- **Exercise instructions**: In the data that follows, each entry is to be restated exactly.

Extracted records:

//! Per-call metrics and run-level aggregation
//!
//! Metrics are observational: they are aggregated for the report and never
//! feed back into scheduling or dedup.

use std::cmp::Ordering;
use std::collections::{BTreeMap, BTreeSet};

use chrono::{DateTime, Utc};
use serde::{Deserialize, Serialize};

use crate::finding::AgentId;
use crate::registry::CallRole;

/// Position of a chunk inside an agent's fan-out.
#[derive(Debug, Clone, Copy, PartialEq, Eq, Serialize, Deserialize)]
pub struct ChunkPosition {
    pub index: usize,
    pub total: usize,
}

impl ChunkPosition {
    pub fn new(index: usize, total: usize) -> Self {
        Self { index, total }
    }
}

/// One completion call's accounting record.
#[derive(Debug, Clone, PartialEq, Serialize, Deserialize)]
pub struct AgentRunMetrics {
    pub agent_id: AgentId,
    pub role: CallRole,
    pub model: String,
    pub input_tokens: u64,
    pub output_tokens: u64,
    pub latency_ms: u64,
    pub cost_usd: f64,
    #[serde(default, skip_serializing_if = "Option::is_none")]
    pub chunk_index: Option<usize>,
    #[serde(default, skip_serializing_if = "Option::is_none")]
    pub chunk_total: Option<usize>,
    pub timestamp: DateTime<Utc>,
}

impl AgentRunMetrics {
    pub fn total_tokens(&self) -> u64 {
        self.input_tokens + self.output_tokens
    }

    pub fn chunk(&self) -> Option<ChunkPosition> {
        match (self.chunk_index, self.chunk_total) {
            (Some(index), Some(total)) => Some(ChunkPosition { index, total }),
            _ => None,
        }
    }
}

/// Totals for one model across a run.
#[derive(Debug, Clone, Default, PartialEq, Serialize, Deserialize)]
pub struct ModelUsage {
    pub calls: usize,
    pub input_tokens: u64,
    pub output_tokens: u64,
    pub latency_ms: u64,
    pub cost_usd: f64,
}

impl ModelUsage {
    fn record(&mut self, m: &AgentRunMetrics) {
        self.calls += 1;
        self.input_tokens += m.input_tokens;
        self.output_tokens += m.output_tokens;
        self.latency_ms += m.latency_ms;
        self.cost_usd += m.cost_usd;
    }
}

/// Aggregated run metadata attached to the final report.
#[derive(Debug, Clone, Default, PartialEq, Serialize, Deserialize)]
pub struct RunMetadata {
    pub by_model: BTreeMap<String, ModelUsage>,
    pub total_cost_usd: f64,
    pub total_input_tokens: u64,
    pub total_output_tokens: u64,
    /// Sum of call latencies; calls overlap, so this exceeds wall time.
    pub total_latency_ms: u64,
    /// Agents with at least one recorded call. Disabled agents never appear.
    pub agents_run: Vec<AgentId>,
}

impl RunMetadata {
    /// Sums in a canonical record order, so float totals do not depend on
    /// the order calls completed in.
    pub fn aggregate(metrics: &[AgentRunMetrics]) -> Self {
        let mut ordered: Vec<&AgentRunMetrics> = metrics.iter().collect();
        ordered.sort_by(|a, b| canonical_cmp(a, b));

        let mut by_model: BTreeMap<String, ModelUsage> = BTreeMap::new();
        let mut agents = BTreeSet::new();
        let mut totals = ModelUsage::default();

        for m in ordered {
            by_model.entry(m.model.clone()).or_default().record(m);
            totals.record(m);
            agents.insert(m.agent_id);
        }

        Self {
            by_model,
            total_cost_usd: totals.cost_usd,
            total_input_tokens: totals.input_tokens,
            total_output_tokens: totals.output_tokens,
            total_latency_ms: totals.latency_ms,
            agents_run: agents.into_iter().collect(),
        }
    }
}

fn canonical_cmp(a: &AgentRunMetrics, b: &AgentRunMetrics) -> Ordering {
    a.agent_id
        .cmp(&b.agent_id)
        .then(a.role.cmp(&b.role))
        .then_with(|| a.model.cmp(&b.model))
        .then(a.chunk_index.cmp(&b.chunk_index))
        .then(a.timestamp.cmp(&b.timestamp))
        .then(a.input_tokens.cmp(&b.input_tokens))
        .then(a.output_tokens.cmp(&b.output_tokens))
        .then(a.latency_ms.cmp(&b.latency_ms))
        .then(a.cost_usd.total_cmp(&b.cost_usd))
}

/// Cost of a batch of metrics records.
pub fn total_cost(metrics: &[AgentRunMetrics]) -> f64 {
    metrics.iter().map(|m| m.cost_usd).sum()
}


#[cfg(test)]
mod tests {
    use super::fixtures::metrics;
    use super::*;

    #[test]
    fn test_aggregate_groups_by_model() {
        let records = vec![
            metrics(AgentId::Clarity, CallRole::Clarity, "haiku", 0.01),
            metrics(AgentId::Clarity, CallRole::Clarity, "haiku", 0.02),
            metrics(AgentId::Adversary, CallRole::Adversary, "sonnet", 0.10),
        ];
        let meta = RunMetadata::aggregate(&records);

        assert_eq!(meta.by_model["haiku"].calls, 2);
        assert_eq!(meta.by_model["sonnet"].input_tokens, 100);
        assert!((meta.total_cost_usd - 0.13).abs() < 1e-9);
        assert_eq!(meta.total_input_tokens, 300);
        assert_eq!(meta.agents_run, vec![AgentId::Clarity, AgentId::Adversary]);
    }

    #[test]
    fn test_aggregate_empty() {
        let meta = RunMetadata::aggregate(&[]);
        assert!(meta.agents_run.is_empty());
        assert_eq!(meta.total_cost_usd, 0.0);
    }

    #[test]
    fn test_aggregate_ignores_completion_order() {
        let ts = Utc::now();
        let records: Vec<_> = [0.1, 0.2, 0.3]
            .into_iter()
            .enumerate()
            .map(|(i, cost)| {
                let mut m = metrics(AgentId::Clarity, CallRole::Clarity, "haiku", cost);
                m.chunk_index = Some(i);
                m.chunk_total = Some(3);
                m.timestamp = ts;
                m
            })
            .collect();
        let mut reversed = records.clone();
        reversed.reverse();

        let forward = serde_json::to_string(&RunMetadata::aggregate(&records)).unwrap();
        let backward = serde_json::to_string(&RunMetadata::aggregate(&reversed)).unwrap();
        assert_eq!(forward, backward);
    }

    #[test]
    fn test_chunk_position() {
        let mut m = metrics(AgentId::Clarity, CallRole::Clarity, "haiku", 0.0);
        assert!(m.chunk().is_none());
        m.chunk_index = Some(1);
        m.chunk_total = Some(3);
        assert_eq!(m.chunk(), Some(ChunkPosition::new(1, 3)));
    }
}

- **Reply**:
//! Per-call metrics and run-level aggregation
//!
//! Metrics are observational: they are aggregated for the report and never
//! feed back into scheduling or dedup.

use std::cmp::Ordering;
use std::collections::{BTreeMap, BTreeSet};

use chrono::{DateTime, Utc};
use serde::{Deserialize, Serialize};

use crate::finding::AgentId;
use crate::registry::CallRole;

/// Position of a chunk inside an agent's fan-out.
#[derive(Debug, Clone, Copy, PartialEq, Eq, Serialize, Deserialize)]
pub struct ChunkPosition {
    pub index: usize,
    pub total: usize,
}

impl ChunkPosition {
    pub fn new(index: usize, total: usize) -> Self {
        Self { index, total }
    }
}

/// One completion call's accounting record.
#[derive(Debug, Clone, PartialEq, Serialize, Deserialize)]
pub struct AgentRunMetrics {
    pub agent_id: AgentId,
    pub role: CallRole,
    pub model: String,
    pub input_tokens: u64,
    pub output_tokens: u64,
    pub latency_ms: u64,
    pub cost_usd: f64,
    #[serde(default, skip_serializing_if = "Option::is_none")]
    pub chunk_index: Option<usize>,
    #[serde(default, skip_serializing_if = "Option::is_none")]
    pub chunk_total: Option<usize>,
    pub timestamp: DateTime<Utc>,
}

impl AgentRunMetrics {
    pub fn total_tokens(&self) -> u64 {
        self.input_tokens + self.output_tokens
    }

    pub fn chunk(&self) -> Option<ChunkPosition> {
        match (self.chunk_index, self.chunk_total) {
            (Some(index), Some(total)) => Some(ChunkPosition { index, total }),
            _ => None,
        }
    }
}

/// Totals for one model across a run.
#[derive(Debug, Clone, Default, PartialEq, Serialize, Deserialize)]
pub struct ModelUsage {
    pub calls: usize,
    pub input_tokens: u64,
    pub output_tokens: u64,
    pub latency_ms: u64,
    pub cost_usd: f64,
}

impl ModelUsage {
    fn record(&mut self, m: &AgentRunMetrics) {
        self.calls += 1;
        self.input_tokens += m.input_tokens;
        self.output_tokens += m.output_tokens;
        self.latency_ms += m.latency_ms;
        self.cost_usd += m.cost_usd;
    }
}

/// Aggregated run metadata attached to the final report.
#[derive(Debug, Clone, Default, PartialEq, Serialize, Deserialize)]
pub struct RunMetadata {
    pub by_model: BTreeMap<String, ModelUsage>,
    pub total_cost_usd: f64,
    pub total_input_tokens: u64,
    pub total_output_tokens: u64,
    /// Sum of call latencies; calls overlap, so this exceeds wall time.
    pub total_latency_ms: u64,
    /// Agents with at least one recorded call. Disabled agents never appear.
    pub agents_run: Vec<AgentId>,
}

impl RunMetadata {
    /// Sums in a canonical record order, so float totals do not depend on
    /// the order calls completed in.
    pub fn aggregate(metrics: &[AgentRunMetrics]) -> Self {
        let mut ordered: Vec<&AgentRunMetrics> = metrics.iter().collect();
        ordered.sort_by(|a, b| canonical_cmp(a, b));

        let mut by_model: BTreeMap<String, ModelUsage> = BTreeMap::new();
        let mut agents = BTreeSet::new();
        let mut totals = ModelUsage::default();

        for m in ordered {
            by_model.entry(m.model.clone()).or_default().record(m);
            totals.record(m);
            agents.insert(m.agent_id);
        }

        Self {
            by_model,
            total_cost_usd: totals.cost_usd,
            total_input_tokens: totals.input_tokens,
            total_output_tokens: totals.output_tokens,
            total_latency_ms: totals.latency_ms,
            agents_run: agents.into_iter().collect(),
        }
    }
}

fn canonical_cmp(a: &AgentRunMetrics, b: &AgentRunMetrics) -> Ordering {
    a.agent_id
        .cmp(&b.agent_id)
        .then(a.role.cmp(&b.role))
        .then_with(|| a.model.cmp(&b.model))
        .then(a.chunk_index.cmp(&b.chunk_index))
        .then(a.timestamp.cmp(&b.timestamp))
        .then(a.input_tokens.cmp(&b.input_tokens))
        .then(a.output_tokens.cmp(&b.output_tokens))
        .then(a.latency_ms.cmp(&b.latency_ms))
        .then(a.cost_usd.total_cmp(&b.cost_usd))
}

/// Cost of a batch of metrics records.
pub fn total_cost(metrics: &[AgentRunMetrics]) -> f64 {
    metrics.iter().map(|m| m.cost_usd).sum()
}


#[cfg(test)]
mod tests {
    use super::fixtures::metrics;
    use super::*;

    #[test]
    fn test_aggregate_groups_by_model() {
        let records = vec![
            metrics(AgentId::Clarity, CallRole::Clarity, "haiku", 0.01),
            metrics(AgentId::Clarity, CallRole::Clarity, "haiku", 0.02),
            metrics(AgentId::Adversary, CallRole::Adversary, "sonnet", 0.10),
        ];
        let meta = RunMetadata::aggregate(&records);

        assert_eq!(meta.by_model["haiku"].calls, 2);
        assert_eq!(meta.by_model["sonnet"].input_tokens, 100);
        assert!((meta.total_cost_usd - 0.13).abs() < 1e-9);
        assert_eq!(meta.total_input_tokens, 300);
        assert_eq!(meta.agents_run, vec![AgentId::Clarity, AgentId::Adversary]);
    }

    #[test]
    fn test_aggregate_empty() {
        let meta = RunMetadata::aggregate(&[]);
        assert!(meta.agents_run.is_empty());
        assert_eq!(meta.total_cost_usd, 0.0);
    }

    #[test]
    fn test_aggregate_ignores_completion_order() {
        let ts = Utc::now();
        let records: Vec<_> = [0.1, 0.2, 0.3]
            .into_iter()
            .enumerate()
            .map(|(i, cost)| {
                let mut m = metrics(AgentId::Clarity, CallRole::Clarity, "haiku", cost);
                m.chunk_index = Some(i);
                m.chunk_total = Some(3);
                m.timestamp = ts;
                m
            })
            .collect();
        let mut reversed = records.clone();
        reversed.reverse();

        let forward = serde_json::to_string(&RunMetadata::aggregate(&records)).unwrap();
        let backward = serde_json::to_string(&RunMetadata::aggregate(&reversed)).unwrap();
        assert_eq!(forward, backward);
    }

    #[test]
    fn test_chunk_position() {
        let mut m = metrics(AgentId::Clarity, CallRole::Clarity, "haiku", 0.0);
        assert!(m.chunk().is_none());
        m.chunk_index = Some(1);
        m.chunk_total = Some(3);
        assert_eq!(m.chunk(), Some(ChunkPosition::new(1, 3)));
    }
}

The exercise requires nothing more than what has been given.